La Dolce Vita im Wohnmobil

Der Camping-Trend hält seit Jahren an. Viele verbinden mit dieser Art zu reisen vor allem Grillen und Konservendosen. Doch ist das noch immer so? Ein Blick über den Tellerrand.

Anton Eschenwecker schließt die Tür zum Bad in seinem Wohnmobil. Sein Geschirr lässt er in den Schränken stehen. Die Gläser hat er mit Schaumstoff umwickelt, „damit es auf der Fahrt nicht scheppert“. Der Holzboden ist mit Teppichen ausgelegt, auf der grauen Bank liegen Sitzkissen, auf dem Tisch ein rot-weiß gepunktetes Deckchen – es sieht gemütlich aus.

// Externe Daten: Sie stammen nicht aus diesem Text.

//! State Machines
//!
//! Legal volume statuses per operation and the attachment status graph.
//! Any status not listed for an operation is rejected.

use crate::domain::model::{AttachStatus, Volume, VolumeStatus};
use crate::error::{Error, Result};

/// Operations gated on the volume status
#[derive(Debug, Clone, Copy, PartialEq, Eq)]
pub enum VolumeOperation {
    Attach,
    Extend,
    Delete,
    CreateSnapshot,
    CreateBackup,
    RestoreTarget,
    Unmanage,
    CloneSource,
}

impl VolumeOperation {
    /// Statuses that allow the operation; `force` widens snapshot and backup to `in-use`
    pub fn allowed_statuses(&self, force: bool) -> &'static [VolumeStatus] {
        use VolumeStatus::*;
        match self {
            VolumeOperation::Attach => &[Available, InUse],
            VolumeOperation::Extend => &[Available, InUse],
            VolumeOperation::Delete | VolumeOperation::Unmanage => {
                &[Available, Error, ErrorRestoring, ErrorExtending, ErrorManaging]
            }
            VolumeOperation::CreateSnapshot | VolumeOperation::CreateBackup => {
                if force {
                    &[Available, InUse]
                } else {
                    &[Available]
                }
            }
            VolumeOperation::RestoreTarget => &[Available],
            VolumeOperation::CloneSource => &[Available, InUse],
        }
    }

    pub fn name(&self) -> &'static str {
        match self {
            VolumeOperation::Attach => "attach",
            VolumeOperation::Extend => "extend",
            VolumeOperation::Delete => "delete",
            VolumeOperation::CreateSnapshot => "create snapshot",
            VolumeOperation::CreateBackup => "create backup",
            VolumeOperation::RestoreTarget => "restore backup to",
            VolumeOperation::Unmanage => "unmanage",
            VolumeOperation::CloneSource => "clone",
        }
    }

    /// Reject the operation with `InvalidVolume` if the status does not allow it
    pub fn check(&self, volume: &Volume, force: bool) -> Result<()> {
        let allowed = self.allowed_statuses(force);
        if allowed.contains(&volume.status) {
            return Ok(());
        }
        let expected: Vec<&str> = allowed.iter().map(|s| s.as_str()).collect();
        Err(Error::InvalidVolume {
            reason: format!(
                "cannot {} volume {} in status {}, must be one of: {}",
                self.name(),
                volume.id,
                volume.status,
                expected.join(", ")
            ),
        })
    }
}

/// Whether an attachment may move from `from` to `to`
pub fn attach_transition_allowed(from: AttachStatus, to: AttachStatus) -> bool {
    use AttachStatus::*;
    matches!(
        (from, to),
        (Attaching, Attached)
            | (Attaching, ErrorAttaching)
            | (Attached, Detaching)
            | (Detaching, Detached)
            | (Detaching, ErrorDetaching)
            | (ErrorDetaching, Detaching)
            | (ErrorAttaching, Detached)
    )
}

/// Reject an illegal attachment transition
pub fn check_attach_transition(attachment_id: &str, from: AttachStatus, to: AttachStatus) -> Result<()> {
    if attach_transition_allowed(from, to) {
        Ok(())
    } else {
        Err(Error::InvalidVolume {
            reason: format!(
                "attachment {} cannot move from {} to {}",
                attachment_id, from, to
            ),
        })
    }
}

#[cfg(test)]
mod tests {
    use super::*;
    use assert_matches::assert_matches;

    fn volume(status: VolumeStatus) -> Volume {
        let mut v = Volume::new("v", 1);
        v.status = status;
        v
    }

    #[test]
    fn test_backup_requires_available_unless_forced() {
        let in_use = volume(VolumeStatus::InUse);
        assert_matches!(
            VolumeOperation::CreateBackup.check(&in_use, false),
            Err(Error::InvalidVolume { .. })
        );
        assert!(VolumeOperation::CreateBackup.check(&in_use, true).is_ok());
        assert!(VolumeOperation::CreateBackup
            .check(&volume(VolumeStatus::BackingUp), true)
            .is_err());
    }

    #[test]
    fn test_delete_accepts_error_states() {
        for status in [
            VolumeStatus::Available,
            VolumeStatus::Error,
            VolumeStatus::ErrorExtending,
            VolumeStatus::ErrorRestoring,
            VolumeStatus::ErrorManaging,
        ] {
            assert!(VolumeOperation::Delete.check(&volume(status), false).is_ok());
        }
        for status in [VolumeStatus::InUse, VolumeStatus::Creating, VolumeStatus::BackingUp] {
            assert!(VolumeOperation::Delete.check(&volume(status), false).is_err());
        }
    }

    #[test]
    fn test_restore_target_and_attach() {
        assert!(VolumeOperation::RestoreTarget
            .check(&volume(VolumeStatus::InUse), false)
            .is_err());
        assert!(VolumeOperation::Attach
            .check(&volume(VolumeStatus::Maintenance), false)
            .is_err());
    }

    #[test]
    fn test_attachment_graph() {
        use AttachStatus::*;
        assert!(attach_transition_allowed(Attaching, Attached));
        assert!(attach_transition_allowed(Attaching, ErrorAttaching));
        assert!(attach_transition_allowed(Detaching, Detached));
        assert!(!attach_transition_allowed(Detached, Attached));
        assert!(!attach_transition_allowed(ErrorAttaching, Attached));
        assert!(check_attach_transition("a1", Attached, Attaching).is_err());
    }
}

Eschenwecker trägt braune Lederschuhe, Jeans, ein weißes Shirt und eine Brille, deren Gläser bei Sonnenschein dunkler werden. Um seinen Hals hängt eine Kette mit einem silbernen Anhänger in Form eines Plektrums. „Libertin“ steht drauf. Freigeist – das passt zu ihm. Der 70-Jährige und seine Frau Christl haben ein eigenes Wohnmobil. „Das ist wie, wenn du ein Ferienhaus hast – nur, wenn das Wetter nicht passt oder dir dein Ort nicht gefällt, versetzt du es.“ Vor den ausfahrbaren Stufen liegt eine Fußmatte im Gras – wie zu Hause.